Des grammairiens ont recommandé de dire saigner au nez pour exprimer l'écoulement du sang par le nez, et saigner du nez pour lâcher pied, reculer. Mais saigner au nez est une invention de ces grammairiens ; saigner au nez ne se trouve nulle part, ni au propre, ni au figuré. Quant à l'origine de la locution, on a dit qu'elle provenait de la peste noire du XIVe siècle, où les saignements étaient de mauvais augure. Mais cela ne s'appuie ni sur la tradition ni sur le sens.
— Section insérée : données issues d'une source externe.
//! DHCP networks, ranges and fixed-address reservations.

use tracing::info;

use crate::client::{filters, WapiClient};
use crate::error::Result;
use crate::types::{DhcpNetwork, DhcpRange, DhcpReservation, ObjectRef};

const NETWORK: &str = "network";
const RANGE: &str = "range";
const FIXED_ADDRESS: &str = "fixedaddress";

#[derive(Debug, Clone)]
pub struct DhcpManager {
    client: WapiClient,
}

impl DhcpManager {
    pub fn new(client: WapiClient) -> Self {
        Self { client }
    }

    pub fn create_network(&self, network: &str, comment: Option<&str>) -> Result<DhcpNetwork> {
        info!(network, "creating DHCP network");
        let sent = DhcpNetwork {
            reference: None,
            network: network.to_string(),
            comment: comment.map(str::to_string),
        };
        self.client.post(NETWORK, &sent)?.merge_into(&sent)
    }

    pub fn get_networks(&self, network: Option<&str>) -> Result<Vec<DhcpNetwork>> {
        self.client
            .get(NETWORK, &filters(&[("network", network)]))?
            .into_typed()
    }

    pub fn delete_network(&self, reference: &ObjectRef) -> Result<bool> {
        info!(reference = %reference, "deleting DHCP network");
        self.client.delete_ref(reference)
    }

    /// Create a pool from `start_ip` to `end_ip` inside `network`.
    ///
    /// Bounds are checked by the appliance, not here.
    pub fn create_range(
        &self,
        start_ip: &str,
        end_ip: &str,
        network: &str,
        comment: Option<&str>,
    ) -> Result<DhcpRange> {
        info!(start_ip, end_ip, network, "creating DHCP range");
        let sent = DhcpRange {
            reference: None,
            start_ip: start_ip.to_string(),
            end_ip: end_ip.to_string(),
            network: network.to_string(),
            comment: comment.map(str::to_string),
        };
        self.client.post(RANGE, &sent)?.merge_into(&sent)
    }

    pub fn get_ranges(&self, network: Option<&str>) -> Result<Vec<DhcpRange>> {
        self.client
            .get(RANGE, &filters(&[("network", network)]))?
            .into_typed()
    }

    pub fn delete_range(&self, reference: &ObjectRef) -> Result<bool> {
        info!(reference = %reference, "deleting DHCP range");
        self.client.delete_ref(reference)
    }

    /// Bind `mac` to `ipv4addr` with a fixed address.
    pub fn create_reservation(
        &self,
        ipv4addr: &str,
        mac: &str,
        name: Option<&str>,
        comment: Option<&str>,
    ) -> Result<DhcpReservation> {
        info!(ipv4addr, mac, "creating DHCP reservation");
        let sent = DhcpReservation {
            reference: None,
            ipv4addr: ipv4addr.to_string(),
            mac: mac.to_string(),
            name: name.map(str::to_string),
            comment: comment.map(str::to_string),
        };
        self.client.post(FIXED_ADDRESS, &sent)?.merge_into(&sent)
    }

    pub fn get_reservations(
        &self,
        ipv4addr: Option<&str>,
        mac: Option<&str>,
    ) -> Result<Vec<DhcpReservation>> {
        self.client
            .get(FIXED_ADDRESS, &filters(&[("ipv4addr", ipv4addr), ("mac", mac)]))?
            .into_typed()
    }

    pub fn delete_reservation(&self, reference: &ObjectRef) -> Result<bool> {
        info!(reference = %reference, "deleting DHCP reservation");
        self.client.delete_ref(reference)
    }
}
L'interprétation en est donnée par un passage de Lanoue cité dans l'historique : saigner du nez est une excuse pour ne pas agir, pour ne pas marcher à l'instant même, et cela a été dit figurément pour les cas où un homme recule devant une difficulté ou un péril. On dit aussi : le nez lui saigne, et cela s'explique par l'émotion vive qui cause un saignement ; voyez le passage d'Amyot, cité après Lanoue.

Étymologie

Sang ; picard, sainer, saner ; wallon, sainî, sôné ; prov. sangnar, sancnar, sagnar ; espagn. et portug. sangrar ; ital. sanguinare.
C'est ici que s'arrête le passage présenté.